# ABC434 振り返り
- [Sky Inc, Programming Contest 2025 (AtCoder Beginner Contest 434) - AtCoder](https://atcoder.jp/contests/abc434)
- ABCDE 5完 (1689) ··· [コンテスト成績証 - AtCoder](https://atcoder.jp/users/oceajigger/history/share/abc434)
![[スクリーンショット 2025-11-30 10.35.55.png]]
ABC434 でした。
今回も首尾良く 5完できて、青パフォでした。
- A (灰) ··· 割り算して $+1$
- B (灰) ··· 種類ごとに個数、大きさの和を数えて平均を計算
- C (茶) ··· (下界、上界) を状態にもって更新する
- D (緑) ··· 二次元いもす法と二次元累積和。$i$ の雲の領域で雲の重なり数が 1 になってるところを二次元累積和で数える
- E (水) ··· ジャンプ先の座標をグラフの頂点に見立てる。グラフの頂点数が寄与数。連結成分が木なら $-1$
atcoder-standing-difficulty-analyzer による E の推定難易度は 1388 とかです。AtCoder Problems 的な難易度は更にここから少し下がる。
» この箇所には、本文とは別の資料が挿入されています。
//! Field extraction: one voter block → raw `(field, value)` mapping.
//!
//! Each [`Field`] has one rule: a label pattern tolerant of OCR spelling
//! variants, plus a description of where the value sits relative to the
//! label. Rules are independent of each other and scan the block line by
//! line; the first label occurrence decides the field. A later occurrence
//! is ignored, never concatenated.
//!
//! Hindi labels nest inside each other (`नाम` in `पिता का नाम`, `उपनाम` in
//! `निर्वाचक का उपनाम`). A label pattern may therefore carry a named group
//! `skip`: matches where that group took part belong to a longer label and
//! are passed over. Labels must also sit on word boundaries, so `आयु` does
//! not fire inside the name `आयुष`.
//!
//! Paired fields (section, polling station) come from a single rule that
//! must capture both halves from the same region; anything less yields
//! neither half.

use crate::pipeline::segment::{PageHeader, VoterBlock, TAG_ANCHOR_PATTERN};
use once_cell::sync::Lazy;
use regex::{Captures, Regex};
use serde::{Deserialize, Serialize};
use std::collections::BTreeMap;
use std::fmt;

// ── Label fragments ──────────────────────────────────────────────────────────

/// House-number label; also the `House` anchor.
pub(crate) const HOUSE_LABEL: &str = r"मकान\s*(?:संख्या?|नंबर|नम्बर|सं\.?|नं\.?)";

/// `निर्वाचक` and the reph-less or short-vowel readings OCR produces.
const ELECTOR: &str = r"नि(?:र्)?वाचि?क";

/// Possessive `का` / `के` with surrounding space.
const OF: &str = r"\s*क[ाे]\s*";

const RELATION: &str = r"(?:पिता|पति|माता|पत्नी|अभिभावक)";

/// `एवं` / `व` / `और` / `तथा` joining "number and name" labels.
const AND: &str = r"(?:एवं|व|और|तथा)";

const SEPARATORS: &[char] = &[':', '：', 'ः', ';', '=', '-', '–', '—', '.', '|'];

// ── Field names ──────────────────────────────────────────────────────────────

/// Every attribute the extractor can produce.
#[derive(Debug, Clone, Copy, PartialEq, Eq, PartialOrd, Ord, Hash, Serialize, Deserialize)]
#[serde(rename_all = "snake_case")]
pub enum Field {
    Name,
    Age,
    HouseNumber,
    SpouseOrParentName,
    Gender,
    TagNumber,
    VoterSurname,
    Surname,
    SectionNumber,
    SectionName,
    PollingStationNumber,
    PollingStationName,
}

impl Field {
    pub fn as_str(&self) -> &'static str {
        match self {
            Field::Name => "name",
            Field::Age => "age",
            Field::HouseNumber => "house_number",
            Field::SpouseOrParentName => "spouse_or_parent_name",
            Field::Gender => "gender",
            Field::TagNumber => "tag_number",
            Field::VoterSurname => "voter_surname",
            Field::Surname => "surname",
            Field::SectionNumber => "section_number",
            Field::SectionName => "section_name",
            Field::PollingStationNumber => "polling_station_number",
            Field::PollingStationName => "polling_station_name",
        }
    }
}

impl fmt::Display for Field {
    fn fmt(&self, f: &mut fmt::Formatter<'_>) -> fmt::Result {
        f.write_str(self.as_str())
    }
}

/// Raw values found in one block, keyed by field.
pub type FieldMap = BTreeMap<Field, String>;

// ── Rules ────────────────────────────────────────────────────────────────────

#[derive(Debug, Clone, Copy, PartialEq, Eq)]
enum Capture {
    /// Rest of the line up to the next label.
    Text,
    /// First whitespace-delimited token.
    Token,
    /// Leading run of digit-like glyphs.
    Digits,
    /// The label pattern's own `value` group, preceded by its `serial`
    /// group when that took part.
    Group,
}

struct FieldRule {
    field: Field,
    label: Regex,
    capture: Capture,
    /// Look at the following line when the label line holds no value.
    next_line: bool,
}

impl FieldRule {
    fn new(field: Field, label: &str, capture: Capture, next_line: bool) -> Self {
        Self {
            field,
            label: Regex::new(label).unwrap(),
            capture,
            next_line,
        }
    }

    fn apply(&self, lines: &[String]) -> Option<String> {
        let bounded = self.capture != Capture::Group;
        for (i, line) in lines.iter().enumerate() {
            let Some(caps) = find_label(&self.label, line, bounded) else {
                continue;
            };
            if self.capture == Capture::Group {
                return group_value(&caps);
            }
            let end = caps.get(0).map_or(line.len(), |m| m.end());
            let region = value_region(&line[end..]);
            if !region.is_empty() {
                return self.capture_value(region);
            }
            if self.next_line {
                return lines
                    .get(i + 1)
                    .and_then(|next| self.capture_value(value_region(next)));
            }
            return None;
        }
        None
    }

    fn capture_value(&self, region: &str) -> Option<String> {
        let value = match self.capture {
            Capture::Text => region.trim_end_matches(|c: char| c.is_whitespace() || SEPARATORS.contains(&c)),
            Capture::Token => first_token(region)?,
            Capture::Digits => match AGE_DIGITS.find(region) {
                Some(m) if m.as_str().chars().any(is_true_digit) => m.as_str().trim_matches('|'),
                // Keep non-numeric text so validation can report it.
                _ => first_token(region)?,
            },
            Capture::Group => region,
        };
        (!value.is_empty()).then(|| value.to_string())
    }
}

/// Rule producing a number + name pair from one `<label> : <number>-<name>`
/// region.
struct PairedRule {
    number: Field,
    name: Field,
    label: Regex,
}

impl PairedRule {
    fn new(number: Field, name: Field, label: &str) -> Self {
        Self {
            number,
            name,
            label: Regex::new(label).unwrap(),
        }
    }

    fn apply(&self, lines: &[String]) -> Option<(String, String)> {
        for (i, line) in lines.iter().enumerate() {
            let Some(caps) = find_label(&self.label, line, true) else {
                continue;
            };
            let end = caps.get(0).map_or(line.len(), |m| m.end());
            let rest = strip_separators(&line[end..]);
            let region = if rest.is_empty() {
                lines.get(i + 1).map(String::as_str).unwrap_or_default()
            } else {
                rest
            };
            return parse_pair(region);
        }
        None
    }

    fn insert_into(&self, fields: &mut FieldMap, (number, name): (String, String)) {
        fields.insert(self.number, number);
        fields.insert(self.name, name);
    }
}

static FIELD_RULES: Lazy<Vec<FieldRule>> = Lazy::new(|| {
    vec![
        FieldRule::new(
            Field::Name,
            &format!(r"(?P<skip>{RELATION}{OF}|{AND}\s*)?(?:{ELECTOR}{OF})?नाम"),
            Capture::Text,
            true,
        ),
        FieldRule::new(Field::Age, r"उम्र|उम्न|उग्र|आयु", Capture::Digits, false),
        FieldRule::new(Field::HouseNumber, HOUSE_LABEL, Capture::Token, false),
        FieldRule::new(
            Field::SpouseOrParentName,
            &format!(r"{RELATION}{OF}नाम"),
            Capture::Text,
            true,
        ),
        FieldRule::new(Field::Gender, r"लिंग|लिग", Capture::Token, false),
        FieldRule::new(Field::TagNumber, TAG_ANCHOR_PATTERN, Capture::Group, false),
        FieldRule::new(
            Field::VoterSurname,
            &format!(r"{ELECTOR}{OF}उपनाम"),
            Capture::Text,
            true,
        ),
        FieldRule::new(
            Field::Surname,
            &format!(r"(?P<skip>{ELECTOR}{OF})?(?:उपनाम|कुलनाम)"),
            Capture::Text,
            true,
        ),
    ]
});

static PAIRED_RULES: Lazy<Vec<PairedRule>> = Lazy::new(|| {
    vec![
        PairedRule::new(
            Field::SectionNumber,
            Field::SectionName,
            &format!(r"अनुभाग\s*(?:की\s*)?(?:संख्या?|सं\.?)\s*{AND}\s*नाम"),
        ),
        PairedRule::new(
            Field::PollingStationNumber,
            Field::PollingStationName,
            &format!(
                r"(?:नि(?:र्)?वा?चन\s*क्षेत्र|मतदान\s*(?:केन्द्र|केंद्र|स्थल))\s*(?:की|का|के)?\s*(?:संख्या?|सं\.?)\s*{AND}\s*नाम"
            ),
        ),
    ]
});

/// Any label that ends a free-text value running along the same line.
static STOP_LABELS: Lazy<Regex> = Lazy::new(|| {
    Regex::new(&format!(
        r"{ELECTOR}{OF}(?:उप)?नाम|{RELATION}{OF}नाम|(?:उप|कुल)नाम|नाम\s*[:：ः;=]|उम्र|उम्न|उग्र|आयु|लिंग|लिग|{HOUSE_LABEL}|अनुभाग|मतदान\s*(?:केन्द्र|केंद्र|स्थल)|नि(?:र्)?वा?चन\s*क्षेत्र"
    ))
    .unwrap()
});

static AGE_DIGITS: Lazy<Regex> = Lazy::new(|| Regex::new(r"^[0-9०-९OoIlZSB|]+").unwrap());

static PAIR_VALUE: Lazy<Regex> = Lazy::new(|| {
    Regex::new(r"^(?P<number>[0-9०-९OoIl]{1,4})\s*[-–—.]\s*(?P<name>\S.*)$").unwrap()
});

// ── Extraction ───────────────────────────────────────────────────────────────

/// Apply every rule to `lines` and collect what they find.
pub fn extract_fields(lines: &[String]) -> FieldMap {
    let mut fields = FieldMap::new();
    for rule in FIELD_RULES.iter() {
        if let Some(value) = rule.apply(lines) {
            fields.insert(rule.field, value);
        }
    }
    for rule in PAIRED_RULES.iter() {
        if let Some(pair) = rule.apply(lines) {
            rule.insert_into(&mut fields, pair);
        }
    }
    fields
}

/// Extract a block, filling missing pairs from its page header.
///
/// A pair is taken from the header only as a whole and only when the block
/// itself has no complete pair of that kind.
pub fn extract_block(block: &VoterBlock, header: Option<&PageHeader>) -> FieldMap {
    let mut fields = extract_fields(&block.lines);
    let Some(header) = header else {
        return fields;
    };
    for rule in PAIRED_RULES.iter() {
        if fields.contains_key(&rule.number) {
            continue;
        }
        if let Some(pair) = rule.apply(&header.lines) {
            rule.insert_into(&mut fields, pair);
        }
    }
    fields
}

// ── Helpers ──────────────────────────────────────────────────────────────────

fn find_label<'t>(label: &Regex, line: &'t str, bounded: bool) -> Option<Captures<'t>> {
    label.captures_iter(line).find(|caps| {
        caps.name("skip").is_none()
            && (!bounded
                || caps
                    .get(0)
                    .map_or(false, |m| on_word_boundary(line, m.start(), m.end())))
    })
}

/// Letters, vowel signs, nukta and virama all continue a Devanagari word.
fn is_word_char(c: char) -> bool {
    c.is_alphanumeric() || matches!(c, '\u{093C}' | '\u{094D}')
}

fn is_true_digit(c: char) -> bool {
    c.is_ascii_digit() || ('०'..='९').contains(&c)
}

fn on_word_boundary(line: &str, start: usize, end: usize) -> bool {
    let before = line[..start].chars().next_back();
    let last = line[start..end].chars().next_back();
    let after = line[end..].chars().next();
    let starts_clean = before.map_or(true, |c| !is_word_char(c));
    let ends_clean = !last.map_or(false, is_word_char) || after.map_or(true, |c| !is_word_char(c));
    starts_clean && ends_clean
}

fn strip_separators(s: &str) -> &str {
    s.trim_start_matches(|c: char| c.is_whitespace() || SEPARATORS.contains(&c))
        .trim_end()
}

fn cut_at_stop(s: &str) -> &str {
    let stop = STOP_LABELS
        .find_iter(s)
        .find(|m| on_word_boundary(s, m.start(), m.end()))
        .map_or(s.len(), |m| m.start());
    s[..stop].trim()
}

/// Value text following a label: separators stripped, cut at the next label.
fn value_region(s: &str) -> &str {
    cut_at_stop(strip_separators(s))
}

fn group_value(caps: &Captures<'_>) -> Option<String> {
    let value = caps.name("value")?.as_str();
    Some(match caps.name("serial") {
        Some(serial) => format!("{} {}", serial.as_str(), value),
        None => value.to_string(),
    })
}

fn first_token(region: &str) -> Option<&str> {
    region
        .split_whitespace()
        .next()
        .map(|t| t.trim_matches(|c: char| c == ',' || SEPARATORS.contains(&c)))
        .filter(|t| !t.is_empty())
}

fn parse_pair(region: &str) -> Option<(String, String)> {
    let caps = PAIR_VALUE.captures(region.trim())?;
    let number = caps.name("number")?.as_str();
    let name = cut_at_stop(caps.name("name")?.as_str())
        .trim_end_matches(|c: char| c.is_whitespace() || SEPARATORS.contains(&c));
    if name.is_empty() {
        return None;
    }
    Some((number.to_string(), name.to_string()))
}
今回の E を 70分で 5完しても、かつてのスコア計算でいくと 1689 も行く感じがしないです。せいぜい 1400 前後ぐらいだったと思います。
やはり基準値変更で、良いパフォーマンスが出やすくなってそうです。でなければ4連続青パフォはできすぎ。
他の人をみても ABC430 あたりから上向いてる人が多いので、そういことでしょう。
何にせよ、満足のいく結果です。今回も盆栽が役に立つ場面が多くありました。
## [A - Balloon Trip](https://atcoder.jp/contests/abc434/tasks/abc434_a)
素直に割り算します。最初、よく考えず `ceildiv` を使っててサンプルが合わず ? となりました。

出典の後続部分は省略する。